Canadian-born Julia Adam received her early training in her hometown of Ottawa, Ontario, and at age thirteen began studies at the National Ballet School in Toronto, graduating in 1983. She spent the next five years honing her skills at the National Ballet of Canada. In 1988, Julia joined the San Francisco Ballet, where she finished the remainder of her dancing career, gaining prestige as a principal dancer known for her lyricism, musicality and broad theatrical range. After retiring from dancing in 2002, Adam was able to devote more time to her love and talent for choreography. She created her first ballet,The Medium is the Message, in 1993 for San Francisco Ballet’s Choreographic Workshop, drawing much attention for her uncanny wit and unique sense of movement. Since then she has created a number of works for companies, including Marin Ballet, The Bay Area Dance Series, Ballet Met, Alberta Ballet, San Francisco Ballet, Houston Ballet, Oregon Ballet Theater, Atlanta Ballet and Nashville Ballet among others.

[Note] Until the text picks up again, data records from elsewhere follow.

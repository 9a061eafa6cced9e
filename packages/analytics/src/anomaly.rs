//! Distributional anomaly detection between two incident slices.

use std::collections::BTreeMap;

use crime_insight_analytics_models::{Anomaly, AnomalyDimension};
use crime_insight_incident_models::AgeBand;

use crate::config::AnomalyConfig;
use crate::index::{RecordIndex, ratio};

struct Deviation {
    sum: f64,
    buckets: usize,
    max: f64,
    bucket: String,
}

/// Compares two count vectors over the same labeled buckets after
/// normalizing each to a distribution.
fn deviation(labels: &[String], current: &[u64], baseline: &[u64]) -> Deviation {
    let current_total: u64 = current.iter().sum();
    let baseline_total: u64 = baseline.iter().sum();

    let mut result = Deviation {
        sum: 0.0,
        buckets: labels.len(),
        max: 0.0,
        bucket: String::new(),
    };
    for ((label, &c), &b) in labels.iter().zip(current).zip(baseline) {
        let diff = (ratio(c, current_total) - ratio(b, baseline_total)).abs();
        result.sum += diff;
        if diff > result.max || result.bucket.is_empty() {
            result.max = diff;
            result.bucket.clone_from(label);
        }
    }
    result
}

impl Deviation {
    #[allow(clippy::cast_precision_loss)]
    fn average(&self) -> f64 {
        if self.buckets == 0 {
            0.0
        } else {
            self.sum / self.buckets as f64
        }
    }
}

fn age_band_counts(index: &RecordIndex) -> Vec<u64> {
    let mut counts = vec![0; AgeBand::all().len()];
    for age in index.incidents().iter().filter_map(|incident| incident.victim_age) {
        counts[AgeBand::from_age(age).index()] += 1;
    }
    counts
}

fn city_counts(index: &RecordIndex) -> BTreeMap<&str, u64> {
    index
        .city_names()
        .into_iter()
        .filter_map(|name| index.city_id(name).map(|id| (name, index.city_total(id))))
        .collect()
}

fn anomaly(
    dimension: AnomalyDimension,
    score: f64,
    threshold: f64,
    bucket: String,
    what: &str,
) -> Option<Anomaly> {
    (score > threshold).then(|| Anomaly {
        dimension,
        score,
        threshold,
        significance: (score / threshold).min(1.0),
        description: format!(
            "{what} deviates from the baseline by {score:.2} \
             (threshold {threshold:.2}); largest shift in {bucket}"
        ),
        bucket,
    })
}

/// Compares the hour, city, and victim age-band distributions of
/// `current` against `baseline`.
///
/// Hour and city deviations are summed over all buckets; the age-band
/// deviation is averaged over the age bands. An empty slice yields no
/// anomalies, as does the age-band dimension when either slice has no
/// recorded ages.
#[must_use]
pub fn detect_anomalies(
    current: &RecordIndex,
    baseline: &RecordIndex,
    config: &AnomalyConfig,
) -> Vec<Anomaly> {
    if current.is_empty() || baseline.is_empty() {
        return Vec::new();
    }

    let mut anomalies = Vec::new();

    let hours: Vec<String> = (0..24).map(|h| format!("{h:02}:00")).collect();
    let temporal = deviation(&hours, &current.hour_counts(), &baseline.hour_counts());
    anomalies.extend(anomaly(
        AnomalyDimension::Temporal,
        temporal.sum,
        config.temporal_threshold,
        temporal.bucket,
        "Hour-of-day distribution",
    ));

    let current_cities = city_counts(current);
    let baseline_cities = city_counts(baseline);
    let mut cities: Vec<&str> = current_cities
        .keys()
        .chain(baseline_cities.keys())
        .copied()
        .collect();
    cities.sort_unstable();
    cities.dedup();
    let counts = |by_city: &BTreeMap<&str, u64>| -> Vec<u64> {
        cities.iter().map(|city| by_city.get(*city).copied().unwrap_or(0)).collect()
    };
    let labels: Vec<String> = cities.iter().map(ToString::to_string).collect();
    let spatial = deviation(&labels, &counts(&current_cities), &counts(&baseline_cities));
    anomalies.extend(anomaly(
        AnomalyDimension::Spatial,
        spatial.sum,
        config.spatial_threshold,
        spatial.bucket,
        "City distribution",
    ));

    let current_ages = age_band_counts(current);
    let baseline_ages = age_band_counts(baseline);
    if current_ages.iter().any(|&n| n > 0) && baseline_ages.iter().any(|&n| n > 0) {
        let bands: Vec<String> = AgeBand::all().iter().map(ToString::to_string).collect();
        let demographic = deviation(&bands, &current_ages, &baseline_ages);
        anomalies.extend(anomaly(
            AnomalyDimension::Demographic,
            demographic.average(),
            config.demographic_threshold,
            demographic.bucket,
            "Victim age distribution",
        ));
    }

    for found in &anomalies {
        log::info!("Detected {} anomaly: score {:.3}", found.dimension, found.score);
    }

    anomalies
}
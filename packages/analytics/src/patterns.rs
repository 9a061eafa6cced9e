//! Rule-based pattern recognition and half-year trend analysis.
//!
//! Both work on dated records only; records whose occurrence date does not
//! parse are ignored here.

use chrono::{Datelike as _, NaiveDate};
use crime_insight_analytics_models::{Pattern, PatternKind, Trend, TrendDirection, TrendReport};
use crime_insight_incident_models::is_weekend;

use crate::config::PatternConfig;
use crate::index::{CityId, IndexedIncident, RecordIndex, ratio};

fn is_summer(date: NaiveDate) -> bool {
    (6..=8).contains(&date.month())
}

/// Counts `(matching, dated)` records.
fn share_of<'a>(
    incidents: impl Iterator<Item = &'a IndexedIncident>,
    rule: fn(NaiveDate) -> bool,
) -> (u64, u64) {
    incidents
        .filter_map(|incident| incident.date)
        .fold((0, 0), |(hits, dated), date| (hits + u64::from(rule(date)), dated + 1))
}

struct Rule {
    kind: PatternKind,
    name: &'static str,
    what: &'static str,
    matches: fn(NaiveDate) -> bool,
    threshold: f64,
    confidence: f64,
}

fn evaluate(index: &RecordIndex, rule: &Rule) -> Option<Pattern> {
    let (hits, dated) = share_of(index.incidents().iter(), rule.matches);
    let share = ratio(hits, dated);
    if dated == 0 || share <= rule.threshold {
        return None;
    }

    let mut cities: Vec<(&str, u64)> = index
        .city_names()
        .into_iter()
        .filter_map(|name| {
            let city = index.city_id(name)?;
            let (hits, dated) = share_of(index.city_incidents(city), rule.matches);
            (dated > 0 && ratio(hits, dated) > rule.threshold).then_some((name, hits))
        })
        .collect();
    cities.sort_by(|a, b| b.1.cmp(&a.1).then_with(|| a.0.cmp(b.0)));

    log::debug!("Pattern {} fired with share {share:.3}", rule.kind);

    Some(Pattern {
        kind: rule.kind,
        name: rule.name.to_string(),
        description: format!(
            "{:.0}% of dated incidents occurred {}",
            share * 100.0,
            rule.what
        ),
        confidence: rule.confidence,
        share,
        cities: cities.into_iter().map(|(name, _)| name.to_string()).collect(),
    })
}

/// Runs the weekend and summer rules over the whole dataset.
#[must_use]
pub fn detect_patterns(index: &RecordIndex, config: &PatternConfig) -> Vec<Pattern> {
    let rules = [
        Rule {
            kind: PatternKind::WeekendSpike,
            name: "Weekend Crime Spike",
            what: "on weekends",
            matches: |date| is_weekend(date.weekday()),
            threshold: config.weekend_share_threshold,
            confidence: config.weekend_confidence,
        },
        Rule {
            kind: PatternKind::SummerSurge,
            name: "Summer Seasonal Surge",
            what: "in June-August",
            matches: is_summer,
            threshold: config.summer_share_threshold,
            confidence: config.summer_confidence,
        },
    ];

    rules.iter().filter_map(|rule| evaluate(index, rule)).collect()
}

/// Percentage change from `first` to `second`. A zero first half counts as
/// a 100% increase when the second half is non-zero.
#[must_use]
#[allow(clippy::cast_precision_loss)]
pub fn percent_change(first: u64, second: u64) -> f64 {
    if first == 0 {
        if second > 0 { 100.0 } else { 0.0 }
    } else {
        (second as f64 - first as f64) / first as f64 * 100.0
    }
}

/// Changes within `deadband` percent either way are Stable.
#[must_use]
pub fn direction(percent_change: f64, deadband: f64) -> TrendDirection {
    if percent_change > deadband {
        TrendDirection::Increasing
    } else if percent_change < -deadband {
        TrendDirection::Decreasing
    } else {
        TrendDirection::Stable
    }
}

fn trend<'a>(
    city: Option<String>,
    incidents: impl Iterator<Item = &'a IndexedIncident>,
    deadband: f64,
) -> Trend {
    let (first_half, second_half) = incidents
        .filter_map(|incident| incident.date)
        .fold((0, 0), |(first, second), date| {
            if date.month() <= 6 {
                (first + 1, second)
            } else {
                (first, second + 1)
            }
        });
    let change = percent_change(first_half, second_half);
    Trend {
        city,
        first_half,
        second_half,
        percent_change: change,
        direction: direction(change, deadband),
    }
}

/// Compares January-June against July-December, overall and per city.
#[must_use]
pub fn analyze_trends(index: &RecordIndex, config: &PatternConfig) -> TrendReport {
    let deadband = config.trend_deadband_percent;
    let city_trend = |name: &str, city: CityId| {
        trend(Some(name.to_string()), index.city_incidents(city), deadband)
    };

    TrendReport {
        overall: trend(None, index.incidents().iter(), deadband),
        by_city: index
            .city_names()
            .into_iter()
            .filter_map(|name| index.city_id(name).map(|city| city_trend(name, city)))
            .collect(),
    }
}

Artist Spotlight: Choreographer Julia Adam
Hometown: San Anselmo, California
Hobbies: Hiking and painting
To me, ballet is: home.
Describe the movement vocabulary of Ketubah and the various influences – ballet, folk and contemporary. – that you drew from to create this work.
The movement vocabulary is derived from a classical base and was developed from some of the shapes and gestures found in Jewish folk dance and Chagall’s paintings.
What inspired you to draw from your religious heritage to choreograph around this particular theme?
The piece was made for my mother. I pulled from my Jewish heritage and found that the wedding rituals provided an inspiring underlining structure.
Being that March is Women’s History month, what is it like to be a female choreographer in the ballet world, which tends to skew toward more male choreographers. Does it give you a different perspective on the art form?
Art reflects life. The hierarchy in the dance world is not unlike the way the rest of the world has been organized. The rise of women in the power structure is reflected back into the ballet world. I have found that my acknowledgement and continuous choreographic career shows change.
Throughout the work, you make very evocative use of a piece of white fabric. Describe the symbolism behind this design motif. Are there any other significant themes that audiences should look for?
The chairs represent the houses of study where the men were educated and learned to argue the fine points of the traditions. The candles are present because they are a huge part of Jewish ritual and the flame holds a mystical aspect.
Finally, this piece is set to traditional Klezmer music. Can you describe the feeling of the music and how it was developed for this piece?
The score of Klezmer music is very important. It is the driving force. They are all traditional songs that were often used at weddings and makes for a magnificent and authentic soundscape.